◆ **What you will do**:
For the listing below, output exactly the lines from the line with "operation name and a" up to and including the line with "session via cookies.", and no other lines.

● ● ● ● ● ● ●

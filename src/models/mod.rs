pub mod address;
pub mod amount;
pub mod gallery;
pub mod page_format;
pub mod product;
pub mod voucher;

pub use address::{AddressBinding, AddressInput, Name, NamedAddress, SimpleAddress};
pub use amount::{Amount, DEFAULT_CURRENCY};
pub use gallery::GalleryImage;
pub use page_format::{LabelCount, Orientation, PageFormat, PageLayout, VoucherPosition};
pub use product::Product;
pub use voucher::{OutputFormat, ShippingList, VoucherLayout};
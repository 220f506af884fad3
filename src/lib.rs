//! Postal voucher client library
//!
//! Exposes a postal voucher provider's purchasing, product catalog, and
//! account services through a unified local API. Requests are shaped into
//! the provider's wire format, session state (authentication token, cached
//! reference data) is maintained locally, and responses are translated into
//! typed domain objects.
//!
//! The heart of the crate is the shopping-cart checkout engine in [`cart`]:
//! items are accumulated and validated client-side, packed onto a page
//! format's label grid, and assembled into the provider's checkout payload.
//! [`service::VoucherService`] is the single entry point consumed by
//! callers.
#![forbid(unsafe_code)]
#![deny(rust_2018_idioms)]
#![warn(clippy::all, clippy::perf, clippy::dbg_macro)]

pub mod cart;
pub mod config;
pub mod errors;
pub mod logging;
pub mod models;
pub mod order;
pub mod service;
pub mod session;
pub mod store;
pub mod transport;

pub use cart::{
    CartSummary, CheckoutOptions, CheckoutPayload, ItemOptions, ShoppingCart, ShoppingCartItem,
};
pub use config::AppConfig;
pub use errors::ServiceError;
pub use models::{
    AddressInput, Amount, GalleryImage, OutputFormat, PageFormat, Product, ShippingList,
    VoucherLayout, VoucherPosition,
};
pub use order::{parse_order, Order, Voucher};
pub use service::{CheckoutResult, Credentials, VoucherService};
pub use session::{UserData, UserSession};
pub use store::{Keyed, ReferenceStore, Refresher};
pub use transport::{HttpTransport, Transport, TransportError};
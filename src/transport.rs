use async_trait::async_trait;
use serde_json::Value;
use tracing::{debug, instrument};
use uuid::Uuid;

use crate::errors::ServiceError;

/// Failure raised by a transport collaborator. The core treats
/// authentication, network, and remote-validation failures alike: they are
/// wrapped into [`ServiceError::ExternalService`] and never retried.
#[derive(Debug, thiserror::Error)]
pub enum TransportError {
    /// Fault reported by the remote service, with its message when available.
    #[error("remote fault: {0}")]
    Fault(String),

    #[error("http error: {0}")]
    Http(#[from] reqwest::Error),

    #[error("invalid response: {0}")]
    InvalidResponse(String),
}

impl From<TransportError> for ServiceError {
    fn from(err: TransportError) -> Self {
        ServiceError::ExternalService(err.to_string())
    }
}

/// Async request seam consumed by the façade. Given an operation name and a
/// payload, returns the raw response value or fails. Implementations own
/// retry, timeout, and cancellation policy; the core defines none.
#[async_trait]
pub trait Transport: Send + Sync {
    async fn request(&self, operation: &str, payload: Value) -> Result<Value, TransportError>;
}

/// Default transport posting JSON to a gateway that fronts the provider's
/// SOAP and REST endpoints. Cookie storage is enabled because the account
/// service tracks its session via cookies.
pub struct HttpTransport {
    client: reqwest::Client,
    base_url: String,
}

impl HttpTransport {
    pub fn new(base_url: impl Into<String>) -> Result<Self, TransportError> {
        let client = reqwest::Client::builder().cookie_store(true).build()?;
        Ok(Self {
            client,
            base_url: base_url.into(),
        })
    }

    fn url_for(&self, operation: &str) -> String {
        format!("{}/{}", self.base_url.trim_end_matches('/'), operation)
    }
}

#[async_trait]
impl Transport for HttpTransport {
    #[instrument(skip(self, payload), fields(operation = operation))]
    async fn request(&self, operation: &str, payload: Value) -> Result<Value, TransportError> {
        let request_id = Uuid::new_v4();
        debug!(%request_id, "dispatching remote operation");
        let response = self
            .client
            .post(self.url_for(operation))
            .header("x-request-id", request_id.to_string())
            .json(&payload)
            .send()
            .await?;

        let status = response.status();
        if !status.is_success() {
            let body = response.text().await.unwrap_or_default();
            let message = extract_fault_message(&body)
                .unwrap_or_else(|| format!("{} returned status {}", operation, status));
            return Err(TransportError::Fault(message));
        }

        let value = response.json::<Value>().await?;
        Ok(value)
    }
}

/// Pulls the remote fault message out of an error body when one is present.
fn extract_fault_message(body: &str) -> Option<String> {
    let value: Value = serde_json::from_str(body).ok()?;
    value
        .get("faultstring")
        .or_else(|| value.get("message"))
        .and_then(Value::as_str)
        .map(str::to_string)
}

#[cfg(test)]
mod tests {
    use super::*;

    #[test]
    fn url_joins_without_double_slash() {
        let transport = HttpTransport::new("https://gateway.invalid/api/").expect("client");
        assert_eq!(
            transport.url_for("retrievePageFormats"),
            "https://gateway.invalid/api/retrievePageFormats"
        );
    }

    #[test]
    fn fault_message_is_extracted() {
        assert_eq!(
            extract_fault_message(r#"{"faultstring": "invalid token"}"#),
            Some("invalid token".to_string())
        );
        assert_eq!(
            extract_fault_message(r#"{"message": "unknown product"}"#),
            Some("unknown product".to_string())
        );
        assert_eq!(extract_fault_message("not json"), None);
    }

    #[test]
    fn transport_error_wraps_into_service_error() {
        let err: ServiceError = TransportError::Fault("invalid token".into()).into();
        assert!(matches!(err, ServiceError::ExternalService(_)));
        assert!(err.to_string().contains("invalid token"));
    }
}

● ● ● ● ● ● ●

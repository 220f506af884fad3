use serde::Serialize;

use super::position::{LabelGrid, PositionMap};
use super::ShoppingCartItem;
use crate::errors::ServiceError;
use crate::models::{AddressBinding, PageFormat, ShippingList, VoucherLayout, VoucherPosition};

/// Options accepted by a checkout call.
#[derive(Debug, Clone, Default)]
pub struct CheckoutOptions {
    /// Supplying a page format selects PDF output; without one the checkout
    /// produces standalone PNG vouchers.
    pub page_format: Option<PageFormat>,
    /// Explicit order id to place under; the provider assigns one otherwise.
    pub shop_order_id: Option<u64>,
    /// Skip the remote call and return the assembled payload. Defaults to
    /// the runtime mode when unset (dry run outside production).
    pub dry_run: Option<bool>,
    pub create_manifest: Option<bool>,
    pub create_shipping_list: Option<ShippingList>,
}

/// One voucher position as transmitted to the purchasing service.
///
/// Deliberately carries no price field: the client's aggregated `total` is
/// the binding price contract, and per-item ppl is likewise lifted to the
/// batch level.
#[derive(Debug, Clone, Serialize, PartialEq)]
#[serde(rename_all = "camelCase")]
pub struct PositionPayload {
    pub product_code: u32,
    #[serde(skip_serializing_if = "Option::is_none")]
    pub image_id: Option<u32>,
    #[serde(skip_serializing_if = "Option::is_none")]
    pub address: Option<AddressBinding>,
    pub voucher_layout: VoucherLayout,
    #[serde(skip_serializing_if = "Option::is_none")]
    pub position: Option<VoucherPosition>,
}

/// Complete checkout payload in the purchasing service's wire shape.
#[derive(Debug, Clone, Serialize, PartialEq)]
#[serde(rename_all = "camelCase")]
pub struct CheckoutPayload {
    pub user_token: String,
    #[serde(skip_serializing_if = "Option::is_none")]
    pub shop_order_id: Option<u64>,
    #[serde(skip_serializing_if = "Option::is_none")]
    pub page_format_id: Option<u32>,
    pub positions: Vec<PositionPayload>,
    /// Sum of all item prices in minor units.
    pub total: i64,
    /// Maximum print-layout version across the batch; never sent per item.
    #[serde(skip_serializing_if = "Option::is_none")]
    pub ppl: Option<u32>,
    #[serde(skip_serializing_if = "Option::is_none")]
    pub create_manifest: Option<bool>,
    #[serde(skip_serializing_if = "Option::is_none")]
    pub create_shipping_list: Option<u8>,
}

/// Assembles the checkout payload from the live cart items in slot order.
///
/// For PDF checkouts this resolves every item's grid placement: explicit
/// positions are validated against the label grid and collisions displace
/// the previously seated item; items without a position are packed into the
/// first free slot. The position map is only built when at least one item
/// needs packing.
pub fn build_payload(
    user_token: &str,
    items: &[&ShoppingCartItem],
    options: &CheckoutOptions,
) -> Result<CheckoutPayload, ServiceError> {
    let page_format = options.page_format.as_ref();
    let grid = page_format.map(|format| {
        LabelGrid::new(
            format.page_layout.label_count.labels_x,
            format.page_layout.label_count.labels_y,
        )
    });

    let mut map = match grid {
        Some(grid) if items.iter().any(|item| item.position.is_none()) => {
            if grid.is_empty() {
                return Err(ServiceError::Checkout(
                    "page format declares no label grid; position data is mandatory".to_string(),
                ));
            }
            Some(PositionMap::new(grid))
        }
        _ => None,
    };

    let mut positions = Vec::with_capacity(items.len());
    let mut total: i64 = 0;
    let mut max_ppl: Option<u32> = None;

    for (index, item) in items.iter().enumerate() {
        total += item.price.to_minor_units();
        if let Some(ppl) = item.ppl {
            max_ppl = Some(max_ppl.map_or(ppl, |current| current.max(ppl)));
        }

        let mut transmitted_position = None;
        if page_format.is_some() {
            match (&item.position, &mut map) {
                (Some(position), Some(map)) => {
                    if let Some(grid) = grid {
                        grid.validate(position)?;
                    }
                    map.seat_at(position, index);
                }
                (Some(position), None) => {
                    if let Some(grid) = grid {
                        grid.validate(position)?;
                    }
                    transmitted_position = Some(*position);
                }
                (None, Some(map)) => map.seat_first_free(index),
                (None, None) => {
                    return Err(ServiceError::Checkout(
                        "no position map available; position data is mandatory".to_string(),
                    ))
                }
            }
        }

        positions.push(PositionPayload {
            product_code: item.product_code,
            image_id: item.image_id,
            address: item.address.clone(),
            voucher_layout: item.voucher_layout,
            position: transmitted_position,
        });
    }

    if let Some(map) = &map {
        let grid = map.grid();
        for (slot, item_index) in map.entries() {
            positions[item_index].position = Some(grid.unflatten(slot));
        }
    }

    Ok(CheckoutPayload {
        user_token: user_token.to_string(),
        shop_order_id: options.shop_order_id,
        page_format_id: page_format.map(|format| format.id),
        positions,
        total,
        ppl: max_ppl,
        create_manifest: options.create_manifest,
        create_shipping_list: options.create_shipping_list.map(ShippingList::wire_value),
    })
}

● ● ● ● ● ● ●

◆ **Answer**:
/// Async request seam consumed by the façade. Given an operation name and a
/// payload, returns the raw response value or fails. Implementations own
/// retry, timeout, and cancellation policy; the core defines none.
#[async_trait]
pub trait Transport: Send + Sync {
    async fn request(&self, operation: &str, payload: Value) -> Result<Value, TransportError>;
}

/// Default transport posting JSON to a gateway that fronts the provider's
/// SOAP and REST endpoints. Cookie storage is enabled because the account
/// service tracks its session via cookies.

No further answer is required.